Sunday, November 13, 2011

Ideology Matters

Suppose I presented an argument to you regarding why banks are not lending out nearly as much money as pre-crisis (never mind statements I have heard on to the effect that lending is tough because it feels like they are pushing on a string to pursue desired growth):

1) The Federal Reserve is holding interest rates artificially low via open market operations, which may require the use of the printing press to sustain when the market becomes suspicious of the creditworthiness of the U.S. government, which is highly likely to result in high inflation, which to anyone who is not a numpty means that loans created at today's rates will sustain economic losses;

2) The Federal Reserve will raise interest rates sometime in the next year or two because it can not sustain low rates without the threat of high inflation, which is not desired, meaning that any loans created today have a real chance of bearing losses since deposits (the funding source for loans) may ratchet up to a 3-5% interest rate whereas mortgages created now may have a 4.5% rate.

Basically, I have presented to you a predicament: I do not see any real solution to the conundrum of what banks should do to lend profitably. No matter what they do, I believe there will be economic losses. The real questions would be 1) which scenarios are most likely; and 2) is there any way to make a profit based on the scenario?

Yet, for some ineffable reason, when I was explaining this to the EPA employee sitting to my right on the train back from New York, he said I was making an argument for nationalizing the banks! Anyone who knows me knows that is not what I believe. More importantly, how the hell do you get to that point from my argument, when I am trying to explain why banks are being cautious in lending?

Basically, I think ideology matters. No free-market rational person would think that the scenarios above argue in favor of bank nationalization. However, a person who believes that government is a force of good (such as an EPA employee), and that banks are sitting on money that they should be lending out to help people who are hurting (rather hypocritical, since he ranted about how the banks were irresponsible in lending pre-crisis, ignoring the stupidity of Basel II, the hypocrisy of Barney Franks, Mr. "I want to push the string on subprime", and the negative real interest rate regime of Greenspan/Bernanke post dot-com bubble), maybe the scenarios above suggest that a private actor will not lend out money, so the government should nationalize banks for the good of the people.
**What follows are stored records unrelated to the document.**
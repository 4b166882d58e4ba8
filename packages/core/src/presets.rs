// ABOUTME: Preset tag catalogs offered by the assistant forms
// ABOUTME: Emotions, recipients, scenarios, purposes and refiner suggestions

use serde::Serialize;

/// Placeholder tag meaning "use the custom value for this slot"
pub const OTHER: &str = "Other";

#[derive(Debug, Clone, Copy, PartialEq, Eq, Serialize)]
pub struct Preset {
    pub label: &'static str,
    #[serde(skip_serializing_if = "Option::is_none")]
    pub emoji: Option<&'static str>,
}

impl Preset {
    const fn plain(label: &'static str) -> Self {
        Self { label, emoji: None }
    }

    const fn with_emoji(label: &'static str, emoji: &'static str) -> Self {
        Self {
            label,
            emoji: Some(emoji),
        }
    }

    pub fn is_other(&self) -> bool {
        self.label == OTHER
    }
}

pub const EMOTIONS: &[Preset] = &[
    Preset::with_emoji("Happy", "😊"),
    Preset::with_emoji("Sad", "😢"),
    Preset::with_emoji("Angry", "😡"),
    Preset::with_emoji("Worried", "😨"),
    Preset::plain(OTHER),
];

pub const DETAILED_EMOTIONS: &[Preset] = &[
    Preset::plain("Overwhelmed"),
    Preset::plain("Stressed"),
    Preset::plain("Anxious"),
    Preset::plain("Frustrated"),
    Preset::plain("Annoyed"),
    Preset::plain("Nervous"),
];

pub const RECIPIENTS: &[Preset] = &[
    Preset::plain("Friend"),
    Preset::plain("Family"),
    Preset::plain("Romantic interest"),
    Preset::plain("Peers"),
    Preset::plain(OTHER),
];

pub const SCENARIOS: &[Preset] = &[
    Preset::plain("School"),
    Preset::plain("Home"),
    Preset::plain("Public places"),
    Preset::plain("Workplace"),
    Preset::plain("Online"),
    Preset::plain("Medical Settings"),
    Preset::plain(OTHER),
];

pub const PURPOSES: &[Preset] = &[
    Preset::plain("Express feelings"),
    Preset::plain("Seek help"),
    Preset::plain(OTHER),
];

// Refiner suggestions

pub const REFINE_CONTEXTS: &[&str] = &[
    "Work/Professional",
    "Friends/Family",
    "Romantic Relationship",
    "Social Gathering",
    "Online Communication",
    "Academic Setting",
    "Healthcare",
    "Customer Service",
];

pub const REFINE_AUDIENCES: &[&str] = &[
    "Supervisor/Manager",
    "Colleague",
    "Friend",
    "Family Member",
    "Partner",
    "Acquaintance",
    "Service Provider",
    "Group/Team",
];

pub const REFINE_GOALS: &[&str] = &[
    "Clarify my message",
    "Express my feelings",
    "Set boundaries",
    "Ask for help",
    "Provide feedback",
    "Resolve conflict",
    "Make a request",
    "Share information",
];

#[derive(Debug, Clone, Copy, PartialEq, Eq, Serialize)]
pub struct TopicGroup {
    pub key: &'static str,
    pub title: &'static str,
    pub description: &'static str,
    pub examples: &'static [&'static str],
}

pub const TOPIC_GROUPS: &[TopicGroup] = &[
    TopicGroup {
        key: "professional",
        title: "Professional Communication",
        description: "Refine your professional emails, messages, or presentations",
        examples: &[
            "Requesting a deadline extension",
            "Asking for clarification",
            "Providing project updates",
            "Giving constructive feedback",
        ],
    },
    TopicGroup {
        key: "personal",
        title: "Personal Relationships",
        description: "Express yourself better in personal relationships",
        examples: &[
            "Setting boundaries",
            "Expressing needs",
            "Resolving conflicts",
            "Sharing feelings",
        ],
    },
    TopicGroup {
        key: "social",
        title: "Social Situations",
        description: "Navigate social interactions more effectively",
        examples: &[
            "Joining group conversations",
            "Responding to invitations",
            "Handling misunderstandings",
            "Making new connections",
        ],
    },
];

/// Case-insensitive lookup of a preset label in `catalog`
pub fn find_preset(catalog: &'static [Preset], label: &str) -> Option<&'static Preset> {
    let wanted = label.trim();
    catalog.iter().find(|p| p.label.eq_ignore_ascii_case(wanted))
}

#[cfg(test)]
mod tests {
    use super::*;

    #[test]
    fn test_every_slot_catalog_offers_other() {
        for catalog in [EMOTIONS, RECIPIENTS, SCENARIOS, PURPOSES] {
            assert!(catalog.last().is_some_and(Preset::is_other));
        }
    }

    #[test]
    fn test_find_preset_ignores_case() {
        let preset = find_preset(EMOTIONS, "happy").unwrap();

        assert_eq!(preset.label, "Happy");
        assert_eq!(preset.emoji, Some("😊"));
        assert!(find_preset(RECIPIENTS, "Stranger").is_none());
    }
}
Never mind that the second scenario I described above would be a repeat of the savings and loan crisis, where the taxpayers footed the bill. Never mind that the first scenario I described above could be a repeat of stagflation.

N.B. I should list my skepticism about the U.S. government's creditworthiness at another time. But I will add I was not surprised that this person focused on the rise in interest rates due to an increased risk premium as bad, while ignoring the cause of it, mainly Congress's propensity to expand the budget each year. If you have an accumulation of bad decisions, then at some point everyone realizes that. The realization is not bad - it is necessary. Sadly, he could not understand that.